- Simpson signing autographs in 2012
- Outfielder
- Born: December 31, 1951 (age 74) Purcell, Oklahoma, U.S.
- Batted: LeftThrew: Left

MLB debut
- September 2, 1975, for the Los Angeles Dodgers

Last MLB appearance
- October 1, 1983, for the Kansas City Royals

MLB statistics
- Batting average: .242
- Home runs: 9
- Runs batted in: 124
- Stats at Baseball Reference

Teams
- Los Angeles Dodgers (1975–1978); Seattle Mariners (1979–1982); Kansas City Royals (1983);

Career highlights and awards
- Braves Hall of Fame;

= Joe Simpson (baseball) =

American baseball player and broadcaster (born 1951)

Joe Allen Simpson (born December 31, 1951) is an American former professional baseball player, and has been a radio and television broadcaster for the Atlanta Braves of Major League Baseball (MLB) since 1992.

==Playing career==
Simpson was a college baseball All-American outfielder/first baseman for the Oklahoma Sooners.

Simpson then played professionally for 12 seasons, beginning in 1973, when he was drafted by the Los Angeles Dodgers in the third round. While with the Dodgers in October 1978, he became the 3,000th strikeout victim of Gaylord Perry. He joined the Seattle Mariners in 1979 before being selected in the Rule 5 draft by the Kansas City Royals, ending his MLB tenure in 1983. He retired after playing in Triple-A in the California Angels organization in 1984.

==Broadcasting career==
Simpson worked as an analyst on Seattle Mariners telecasts for five years before joining Turner Sports and the Atlanta Braves Radio Network in 1992. He called Braves games on TBS and Turner South until broadcasts ended on those networks.

Simpson was named "Georgia Sports Broadcaster of the Year" in 1995.

Simpson was paired with Brian Jordan, Ron Gant and Tom Glavine during broadcasts on Peachtree TV. He was paired with Skip Caray until Caray's death in the summer of 2008.

Simpson served as an analyst for Major League Baseball on TBS coverage of the 2007 National League Division Series with play-by-play commentator Don Orsillo during the series between the Colorado Rockies and the Philadelphia Phillies.

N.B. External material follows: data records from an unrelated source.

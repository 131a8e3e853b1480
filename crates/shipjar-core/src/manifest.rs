use serde::{Deserialize, Serialize};
use std::path::Path;

use crate::config::PublishConfig;

/// The parsed representation of a `shipjar.toml` file.
#[derive(Debug, Clone, Serialize, Deserialize)]
pub struct ProjectManifest {
    pub project: ProjectSection,

    #[serde(default)]
    pub publish: PublishConfig,

    #[serde(default)]
    pub host: HostConfig,
}

/// Host project identity and capabilities from the `[project]` section.
#[derive(Debug, Clone, Serialize, Deserialize)]
pub struct ProjectSection {
    pub name: String,
    #[serde(default)]
    pub group: String,
    #[serde(default)]
    pub version: String,
    #[serde(default, rename = "build-dir")]
    pub build_dir: Option<String>,
    #[serde(default)]
    pub plugins: Vec<String>,
    #[serde(default = "default_build_types", rename = "build-types")]
    pub build_types: Vec<String>,
    #[serde(default, rename = "doc-tasks")]
    pub doc_tasks: Vec<String>,
    #[serde(default)]
    pub publications: Vec<String>,
}

fn default_build_types() -> Vec<String> {
    vec!["debug".to_string(), "release".to_string()]
}

/// How host tasks are executed, from `[host]`.
#[derive(Debug, Clone, Serialize, Deserialize)]
pub struct HostConfig {
    #[serde(default = "default_host_command")]
    pub command: String,
    #[serde(default)]
    pub args: Vec<String>,
}

impl Default for HostConfig {
    fn default() -> Self {
        Self {
            command: default_host_command(),
            args: Vec::new(),
        }
    }
}

fn default_host_command() -> String {
    "./gradlew".to_string()
}

impl ProjectManifest {
    /// Load and parse a `shipjar.toml` file from the given path.
    ///
    /// Before parsing, `${env:VAR}` references in the manifest content are
    /// resolved using `.shipjar.env` (if present alongside `shipjar.toml`) and
    /// process environment variables.
    pub fn from_path(path: &Path) -> miette::Result<Self> {
        let content = std::fs::read_to_string(path).map_err(|e| {
            shipjar_util::errors::ShipjarError::Manifest {
                message: format!("Failed to read {}: {e}", path.display()),
            }
        })?;

        let dir = path.parent().unwrap_or(Path::new("."));
        let env_vars = crate::properties::load_properties_file(&dir.join(crate::properties::ENV_FILE))
            .unwrap_or_default();
        let resolved = crate::properties::interpolate(&content, &env_vars);

        Self::parse_toml(&resolved)
    }

    /// Parse a `shipjar.toml` from a string (no interpolation).
    pub fn parse_toml(content: &str) -> miette::Result<Self> {
        toml::from_str(content).map_err(|e| {
            shipjar_util::errors::ShipjarError::Manifest {
                message: format!("Failed to parse shipjar.toml: {e}"),
            }
            .into()
        })
    }
}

The team called the one-game playoff between the Colorado Rockies and the San Diego Padres. He has served as the color analyst for the coverage of the 2009 National League Division Series between the Philadelphia Phillies and the Colorado Rockies with play-by-play commentator Brian Anderson.

In January 2018, Simpson was inducted into the Braves Hall of Fame.

Simpson called Braves games on Fox Sports South and Fox Sports Southeast with play-by-play announcer Chip Caray through the 2018 season. Beginning in 2019, Simpson became the regular color commentator for the Atlanta Braves Radio Network alongside play-by-play announcer Jim Powell. As of 2021, Simpson is usually paired with Ben Ingram.

==Personal life==
Simpson and his wife live in Marietta, Georgia. They have two children and one grandchild.